Room: 221AB
Purpose: Dual-energy CT (DECT) strengthens the material characterization and quantification due to its ability of material decomposition. The image-domain multi-material decomposition (MMD) via matrix inversion suffers from serious degradation of the signal-to-noise ratios of the decomposed images, and thus the clinical application of DECT is limited. Based on the analysis of the noise propagation of MMD, the noise in the decomposed images conforms to the highly correlated and elliptical Gaussian distribution and only distributes in two perpendicular directions. We propose an effective MMD noise suppression algorithm to improve the material-decomposed image quality by finding the principal axis along which the noise perturbation is minimal.
Methods: The noise is suppressed along the principal axis by estimating the center-of-mass value of the same-material pixel group. The proposed method is evaluated on the line-pair and contrast-rod slices of the Catphan©600 phantom and one pelvic patient data. We apply the direct inversion and the block-matching and three-dimensional (BM3D) filtration methods for results comparison.
Results: The results of Catphan©600 phantom and the pelvic patient show that the proposed method successfully suppresses the noise of the basis material images by one order of magnitude and preserve the spatial resolution and the noise power spectrum of the decomposed images. Compared with the BM3D filtration method, the proposed method maintains the texture distribution of the decomposed images at the same signal-to-noise ratio and the accuracy of the electron density measurement.

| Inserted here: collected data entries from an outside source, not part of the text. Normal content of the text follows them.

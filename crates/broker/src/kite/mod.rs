use async_trait::async_trait;
use clap::Parser;
use reqwest::header::{self, HeaderMap, HeaderValue};
use rust_decimal::Decimal;
use serde::Deserialize;
use serde::de::DeserializeOwned;
use std::time::Duration;
use tracing::{debug, error};

use crate::error::classify;
use crate::{
    ApiCredentials, Broker, BrokerError, OrderPlacement, OrderRequest, Session, SessionGrant,
    SupportedBroker, Symbol, UserProfile,
};

pub mod auth;
pub mod login;
pub mod order;

pub use auth::extract_request_token_from_url;
pub use login::KiteWebLogin;

const KITE_VERSION: &str = "3";

#[derive(Parser, Debug, Clone)]
pub struct KiteEnv {
    #[clap(long, env)]
    pub api_key: String,
    #[clap(long, env)]
    pub api_secret: String,
    #[clap(long, env, default_value = "https://api.kite.trade")]
    pub api_base_url: String,
    /// Web host serving the login pages and the connect redirect flow
    #[clap(long, env, default_value = "https://kite.zerodha.com")]
    pub web_base_url: String,
    /// Upper bound for any single HTTP call to Kite, in seconds
    #[clap(long, env, default_value = "10")]
    pub request_timeout_secs: u64,
}

impl KiteEnv {
    pub fn api_credentials(&self) -> ApiCredentials {
        ApiCredentials {
            api_key: self.api_key.clone(),
            api_secret: self.api_secret.clone(),
        }
    }

    pub const fn request_timeout(&self) -> Duration {
        Duration::from_secs(self.request_timeout_secs)
    }
}

/// Kite Connect v3 REST client.
#[derive(Debug, Clone)]
pub struct KiteBroker {
    api_base_url: String,
    web_base_url: String,
    client: reqwest::Client,
}

impl KiteBroker {
    pub fn new(env: &KiteEnv) -> Result<Self, BrokerError> {
        let client = reqwest::Client::builder()
            .timeout(env.request_timeout())
            .build()?;

        Ok(Self {
            api_base_url: env.api_base_url.trim_end_matches('/').to_string(),
            web_base_url: env.web_base_url.trim_end_matches('/').to_string(),
            client,
        })
    }

    pub(crate) fn url(&self, path: &str) -> String {
        format!("{}{path}", self.api_base_url)
    }

    pub(crate) fn client(&self) -> &reqwest::Client {
        &self.client
    }
}

/// Headers every Kite call carries; the authorization header is added only
/// for authenticated endpoints.
pub(crate) fn kite_headers(session: Option<&Session>) -> Result<HeaderMap, BrokerError> {
    let mut headers = HeaderMap::new();
    headers.insert("X-Kite-Version", HeaderValue::from_static(KITE_VERSION));

    if let Some(session) = session {
        headers.insert(
            header::AUTHORIZATION,
            HeaderValue::from_str(&format!(
                "token {}:{}",
                session.api_key, session.access_token
            ))?,
        );
    }

    Ok(headers)
}

#[derive(Debug, Deserialize)]
struct Envelope<T> {
    status: String,
    data: Option<T>,
    message: Option<String>,
    error_type: Option<String>,
}

/// Unwraps Kite's `{status, data}` envelope, classifying any error payload.
pub(crate) async fn parse_response<T: DeserializeOwned>(
    action: &str,
    response: reqwest::Response,
) -> Result<T, BrokerError> {
    let status = response.status();
    let response_text = response.text().await?;

    debug!(action, %status, "Kite response received");

    if !status.is_success() {
        let (error_type, message) = serde_json::from_str::<Envelope<serde_json::Value>>(
            &response_text,
        )
        .map_or((None, response_text.clone()), |envelope| {
            (
                envelope.error_type,
                envelope.message.unwrap_or_else(|| response_text.clone()),
            )
        });

        return Err(classify(status, error_type.as_deref(), message));
    }

    let envelope: Envelope<T> = serde_json::from_str(&response_text).map_err(|parse_error| {
        error!(
            action,
            response_text = %response_text,
            parse_error = %parse_error,
            "Failed to parse Kite response"
        );
        BrokerError::ApiResponseParse {
            action: action.to_string(),
            response_text: response_text.clone(),
            parse_error: parse_error.to_string(),
        }
    })?;

    if envelope.status != "success" {
        return Err(classify(
            status,
            envelope.error_type.as_deref(),
            envelope.message.unwrap_or(response_text),
        ));
    }

    envelope.data.ok_or_else(|| BrokerError::MissingField {
        action: action.to_string(),
        field: "data".to_string(),
    })
}

#[async_trait]
impl Broker for KiteBroker {
    fn login_url(&self, api_key: &str) -> String {
        auth::login_url(&self.web_base_url, api_key)
    }

    async fn profile(&self, session: &Session) -> Result<UserProfile, BrokerError> {
        auth::profile(self, session).await
    }

    async fn generate_session(
        &self,
        credentials: &ApiCredentials,
        request_token: &str,
    ) -> Result<SessionGrant, BrokerError> {
        auth::generate_session(self, credentials, request_token).await
    }

    async fn place_order(
        &self,
        session: &Session,
        order: &OrderRequest,
    ) -> Result<OrderPlacement, BrokerError> {
        order::place_order(self, session, order).await
    }

    async fn last_price(
        &self,
        session: &Session,
        symbol: &Symbol,
    ) -> Result<Decimal, BrokerError> {
        order::last_price(self, session, symbol).await
    }

    async fn required_margin(
        &self,
        session: &Session,
        order: &OrderRequest,
    ) -> Result<Decimal, BrokerError> {
        order::required_margin(self, session, order).await
    }

    async fn available_cash(&self, session: &Session) -> Result<Decimal, BrokerError> {
        order::available_cash(self, session).await
    }

    fn to_supported_broker(&self) -> SupportedBroker {
        SupportedBroker::Kite
    }
}
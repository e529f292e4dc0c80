use clap::Parser;
use esm_broker::{Broker, KiteBroker, KiteEnv};
use esm_trader::manual_auth::run_manual_auth;
use esm_trader::{LogLevel, setup_tracing, store};
use tracing::debug;

#[derive(Parser, Debug)]
struct AuthEnv {
    #[clap(long = "db", env)]
    database_url: String,
    #[clap(long, env, default_value = "info")]
    log_level: LogLevel,
    #[clap(flatten)]
    kite: KiteEnv,
}

#[tokio::main]
async fn main() -> anyhow::Result<()> {
    dotenvy::dotenv_override().ok();
    let env = AuthEnv::try_parse()?;
    setup_tracing(&env.log_level);

    debug!("Connecting to SQLite...");
    let pool = sqlx::SqlitePool::connect(&env.database_url).await?;
    store::migrate(&pool).await?;

    let broker = KiteBroker::new(&env.kite)?;
    debug!(broker = %broker.to_supported_broker(), "Broker client ready");

    run_manual_auth(&pool, &broker, &env.kite.api_credentials()).await?;

    Ok(())
}
//! Loads the order list from a CSV file.
//!
//! Expected header: `trading_symbol,quantity,order_type,limit_price,is_active`.
//! Column order does not matter and extra columns are ignored.

use esm_broker::OrderType;
use esm_broker::order::InvalidOrderTypeError;
use rust_decimal::Decimal;
use std::path::Path;
use std::str::FromStr;
use tracing::info;

use crate::compliance::OrderIntent;

const REQUIRED_COLUMNS: [&str; 5] = [
    "trading_symbol",
    "quantity",
    "order_type",
    "limit_price",
    "is_active",
];

#[derive(Debug, thiserror::Error)]
pub enum StockConfigError {
    #[error("Failed to read stock list: {0}")]
    Csv(#[from] csv::Error),
    #[error("Stock list is missing required columns: {}", .0.join(", "))]
    MissingColumns(Vec<String>),
    #[error("Line {line}: invalid quantity '{value}'")]
    InvalidQuantity { line: usize, value: String },
    #[error("Line {line}: {source}")]
    InvalidOrderType {
        line: usize,
        source: InvalidOrderTypeError,
    },
    #[error("Line {line}: invalid limit price '{value}'")]
    InvalidLimitPrice { line: usize, value: String },
    #[error("Line {line}: invalid is_active flag '{value}'")]
    InvalidFlag { line: usize, value: String },
}

pub fn load_stock_list(path: &Path) -> Result<Vec<OrderIntent>, StockConfigError> {
    let reader = csv::ReaderBuilder::new().trim(csv::Trim::All).from_path(path)?;
    let intents = read_intents(reader)?;

    let active = intents.iter().filter(|intent| intent.is_active).count();
    info!(
        path = %path.display(),
        total = intents.len(),
        active,
        "Loaded stock list"
    );

    Ok(intents)
}

fn read_intents<R: std::io::Read>(
    mut reader: csv::Reader<R>,
) -> Result<Vec<OrderIntent>, StockConfigError> {
    let headers = reader.headers()?.clone();
    let position = |column: &str| headers.iter().position(|header| header == column);

    let missing: Vec<String> = REQUIRED_COLUMNS
        .into_iter()
        .filter(|column| position(column).is_none())
        .map(ToString::to_string)
        .collect();
    if !missing.is_empty() {
        return Err(StockConfigError::MissingColumns(missing));
    }

    let [symbol, quantity, order_type, limit_price, is_active] =
        REQUIRED_COLUMNS.map(|column| position(column).unwrap_or_default());

    let mut intents = Vec::new();
    for (index, record) in reader.records().enumerate() {
        let record = record?;
        // header is line 1
        let line = index + 2;
        let field = |column: usize| record.get(column).unwrap_or_default();

        let raw_flag = field(is_active);
        let active = parse_flag(raw_flag).ok_or_else(|| StockConfigError::InvalidFlag {
            line,
            value: raw_flag.to_string(),
        })?;

        if !active {
            // Inactive rows load leniently.
            intents.push(OrderIntent {
                symbol: field(symbol).to_string(),
                quantity: field(quantity).parse().unwrap_or_default(),
                order_type: OrderType::from_str(field(order_type)).unwrap_or(OrderType::Market),
                limit_price: Decimal::from_str(field(limit_price)).ok(),
                is_active: false,
            });
            continue;
        }

        let raw_quantity = field(quantity);
        let parsed_quantity =
            raw_quantity
                .parse::<i64>()
                .map_err(|_| StockConfigError::InvalidQuantity {
                    line,
                    value: raw_quantity.to_string(),
                })?;

        let parsed_order_type = OrderType::from_str(field(order_type))
            .map_err(|source| StockConfigError::InvalidOrderType { line, source })?;

        let raw_price = field(limit_price);
        let parsed_price = if raw_price.is_empty() {
            None
        } else {
            Some(
                Decimal::from_str(raw_price).map_err(|_| StockConfigError::InvalidLimitPrice {
                    line,
                    value: raw_price.to_string(),
                })?,
            )
        };

        intents.push(OrderIntent {
            symbol: field(symbol).to_string(),
            quantity: parsed_quantity,
            order_type: parsed_order_type,
            limit_price: parsed_price,
            is_active: true,
        });
    }

    Ok(intents)
}

fn parse_flag(value: &str) -> Option<bool> {
    match value.to_ascii_lowercase().as_str() {
        "true" | "1" | "yes" | "y" => Some(true),
        "false" | "0" | "no" | "n" => Some(false),
        _ => None,
    }
}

Conclusion: The achieves excellent noise suppression compared to the BM3D filtration and direct inversion methods. The spatial distribution is maintained when calculating the noise power spectrum of the material-decomposed images using the proposed method. The results indicate that the proposed method has the potential to be applied to clinical practice due to its increased decomposition accuracy and suppressed noise.